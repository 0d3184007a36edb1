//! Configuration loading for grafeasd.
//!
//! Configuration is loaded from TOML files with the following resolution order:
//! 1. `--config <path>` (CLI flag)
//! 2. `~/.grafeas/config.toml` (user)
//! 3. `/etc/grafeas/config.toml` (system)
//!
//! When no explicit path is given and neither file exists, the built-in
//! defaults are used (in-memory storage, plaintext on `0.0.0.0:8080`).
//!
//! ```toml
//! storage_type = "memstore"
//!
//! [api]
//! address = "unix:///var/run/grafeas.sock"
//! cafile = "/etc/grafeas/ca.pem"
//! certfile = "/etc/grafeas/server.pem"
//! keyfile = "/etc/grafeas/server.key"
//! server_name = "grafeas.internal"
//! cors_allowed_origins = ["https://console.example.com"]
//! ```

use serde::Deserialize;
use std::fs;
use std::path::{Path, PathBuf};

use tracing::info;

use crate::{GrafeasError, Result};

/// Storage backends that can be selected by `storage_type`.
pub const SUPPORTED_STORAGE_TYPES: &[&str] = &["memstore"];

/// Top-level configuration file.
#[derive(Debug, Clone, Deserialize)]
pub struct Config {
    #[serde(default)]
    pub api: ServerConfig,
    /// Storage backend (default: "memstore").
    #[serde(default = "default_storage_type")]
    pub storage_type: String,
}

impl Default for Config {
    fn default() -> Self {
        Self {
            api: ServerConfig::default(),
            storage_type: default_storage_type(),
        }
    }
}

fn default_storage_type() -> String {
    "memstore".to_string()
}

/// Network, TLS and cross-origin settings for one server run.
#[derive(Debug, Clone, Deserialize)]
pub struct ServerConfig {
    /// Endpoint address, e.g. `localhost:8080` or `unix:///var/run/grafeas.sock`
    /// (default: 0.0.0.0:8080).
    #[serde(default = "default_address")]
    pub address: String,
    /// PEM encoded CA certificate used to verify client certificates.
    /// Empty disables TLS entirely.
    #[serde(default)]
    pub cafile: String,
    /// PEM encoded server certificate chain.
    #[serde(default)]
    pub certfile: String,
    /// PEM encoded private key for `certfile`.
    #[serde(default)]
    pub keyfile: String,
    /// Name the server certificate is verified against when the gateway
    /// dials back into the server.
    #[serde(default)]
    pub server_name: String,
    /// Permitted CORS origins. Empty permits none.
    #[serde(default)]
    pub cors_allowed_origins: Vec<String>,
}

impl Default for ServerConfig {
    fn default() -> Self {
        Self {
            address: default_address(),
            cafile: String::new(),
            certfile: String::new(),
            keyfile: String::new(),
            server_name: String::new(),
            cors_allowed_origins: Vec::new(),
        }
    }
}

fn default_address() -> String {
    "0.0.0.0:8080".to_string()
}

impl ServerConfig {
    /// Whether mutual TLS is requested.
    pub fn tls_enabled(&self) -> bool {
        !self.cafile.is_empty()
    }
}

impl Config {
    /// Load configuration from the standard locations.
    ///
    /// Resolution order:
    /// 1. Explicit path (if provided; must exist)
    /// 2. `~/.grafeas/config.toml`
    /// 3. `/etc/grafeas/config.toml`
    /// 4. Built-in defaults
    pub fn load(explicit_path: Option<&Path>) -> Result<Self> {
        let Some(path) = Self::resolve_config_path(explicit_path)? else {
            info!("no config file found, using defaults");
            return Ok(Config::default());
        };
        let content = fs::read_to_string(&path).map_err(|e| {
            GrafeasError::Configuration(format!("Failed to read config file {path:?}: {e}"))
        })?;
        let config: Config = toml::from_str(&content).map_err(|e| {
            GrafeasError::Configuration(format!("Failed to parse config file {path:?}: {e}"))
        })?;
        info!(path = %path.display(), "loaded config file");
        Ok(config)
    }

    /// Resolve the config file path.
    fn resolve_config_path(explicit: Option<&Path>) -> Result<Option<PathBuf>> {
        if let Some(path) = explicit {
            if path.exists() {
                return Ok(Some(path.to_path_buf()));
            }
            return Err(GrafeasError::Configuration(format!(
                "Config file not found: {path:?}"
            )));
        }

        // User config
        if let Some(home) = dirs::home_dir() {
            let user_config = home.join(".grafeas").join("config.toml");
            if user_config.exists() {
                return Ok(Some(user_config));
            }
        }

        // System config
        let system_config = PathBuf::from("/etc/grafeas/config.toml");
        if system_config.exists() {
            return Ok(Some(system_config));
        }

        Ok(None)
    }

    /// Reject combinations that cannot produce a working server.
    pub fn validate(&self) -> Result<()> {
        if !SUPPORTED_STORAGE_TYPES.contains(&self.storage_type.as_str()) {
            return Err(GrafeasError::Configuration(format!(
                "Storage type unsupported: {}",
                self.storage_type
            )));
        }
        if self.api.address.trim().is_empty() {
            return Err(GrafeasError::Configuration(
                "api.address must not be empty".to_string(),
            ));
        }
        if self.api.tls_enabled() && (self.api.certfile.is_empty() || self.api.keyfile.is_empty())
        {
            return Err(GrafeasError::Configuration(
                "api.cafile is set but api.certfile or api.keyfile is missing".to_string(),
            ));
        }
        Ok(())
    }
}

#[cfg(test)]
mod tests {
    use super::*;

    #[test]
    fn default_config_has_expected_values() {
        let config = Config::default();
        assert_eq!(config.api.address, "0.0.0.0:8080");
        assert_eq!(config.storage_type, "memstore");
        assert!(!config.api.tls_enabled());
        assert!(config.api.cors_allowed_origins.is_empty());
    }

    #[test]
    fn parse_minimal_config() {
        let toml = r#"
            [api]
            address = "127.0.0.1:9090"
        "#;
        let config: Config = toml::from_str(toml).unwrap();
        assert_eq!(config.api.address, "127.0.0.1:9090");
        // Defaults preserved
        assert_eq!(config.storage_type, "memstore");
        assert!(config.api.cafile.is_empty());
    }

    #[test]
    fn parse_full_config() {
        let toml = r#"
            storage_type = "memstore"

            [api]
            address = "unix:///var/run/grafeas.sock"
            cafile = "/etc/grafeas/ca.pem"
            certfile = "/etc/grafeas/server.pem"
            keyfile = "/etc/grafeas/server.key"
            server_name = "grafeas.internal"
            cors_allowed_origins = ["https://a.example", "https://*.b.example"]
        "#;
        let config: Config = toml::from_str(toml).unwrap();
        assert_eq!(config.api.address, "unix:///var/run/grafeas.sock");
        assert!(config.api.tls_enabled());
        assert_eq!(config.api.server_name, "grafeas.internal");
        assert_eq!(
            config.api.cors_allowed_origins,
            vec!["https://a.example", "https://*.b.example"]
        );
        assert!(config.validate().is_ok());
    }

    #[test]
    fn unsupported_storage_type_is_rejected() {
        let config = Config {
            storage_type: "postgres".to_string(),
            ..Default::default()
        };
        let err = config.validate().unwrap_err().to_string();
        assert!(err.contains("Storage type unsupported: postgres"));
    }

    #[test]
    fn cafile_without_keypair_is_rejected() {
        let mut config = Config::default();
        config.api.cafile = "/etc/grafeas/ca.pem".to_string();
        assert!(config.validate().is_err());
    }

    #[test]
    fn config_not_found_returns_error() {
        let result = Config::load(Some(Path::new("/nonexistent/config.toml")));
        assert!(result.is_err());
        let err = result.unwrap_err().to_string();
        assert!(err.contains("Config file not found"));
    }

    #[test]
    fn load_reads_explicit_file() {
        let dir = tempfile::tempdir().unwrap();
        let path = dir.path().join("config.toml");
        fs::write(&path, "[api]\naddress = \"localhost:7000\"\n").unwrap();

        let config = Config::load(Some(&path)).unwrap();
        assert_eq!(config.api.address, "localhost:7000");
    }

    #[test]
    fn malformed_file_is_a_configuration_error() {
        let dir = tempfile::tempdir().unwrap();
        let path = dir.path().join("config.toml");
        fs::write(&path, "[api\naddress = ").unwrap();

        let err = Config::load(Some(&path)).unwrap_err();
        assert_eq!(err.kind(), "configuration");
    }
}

* * *

**DESCRIPTION OF THE TASK**: Which lines above include the word "unix"? Return each one.

**RESULT**:
//! address = "unix:///var/run/grafeas.sock"
    /// Endpoint address, e.g. `localhost:8080` or `unix:///var/run/grafeas.sock`
            address = "unix:///var/run/grafeas.sock"
        assert_eq!(config.api.address, "unix:///var/run/grafeas.sock");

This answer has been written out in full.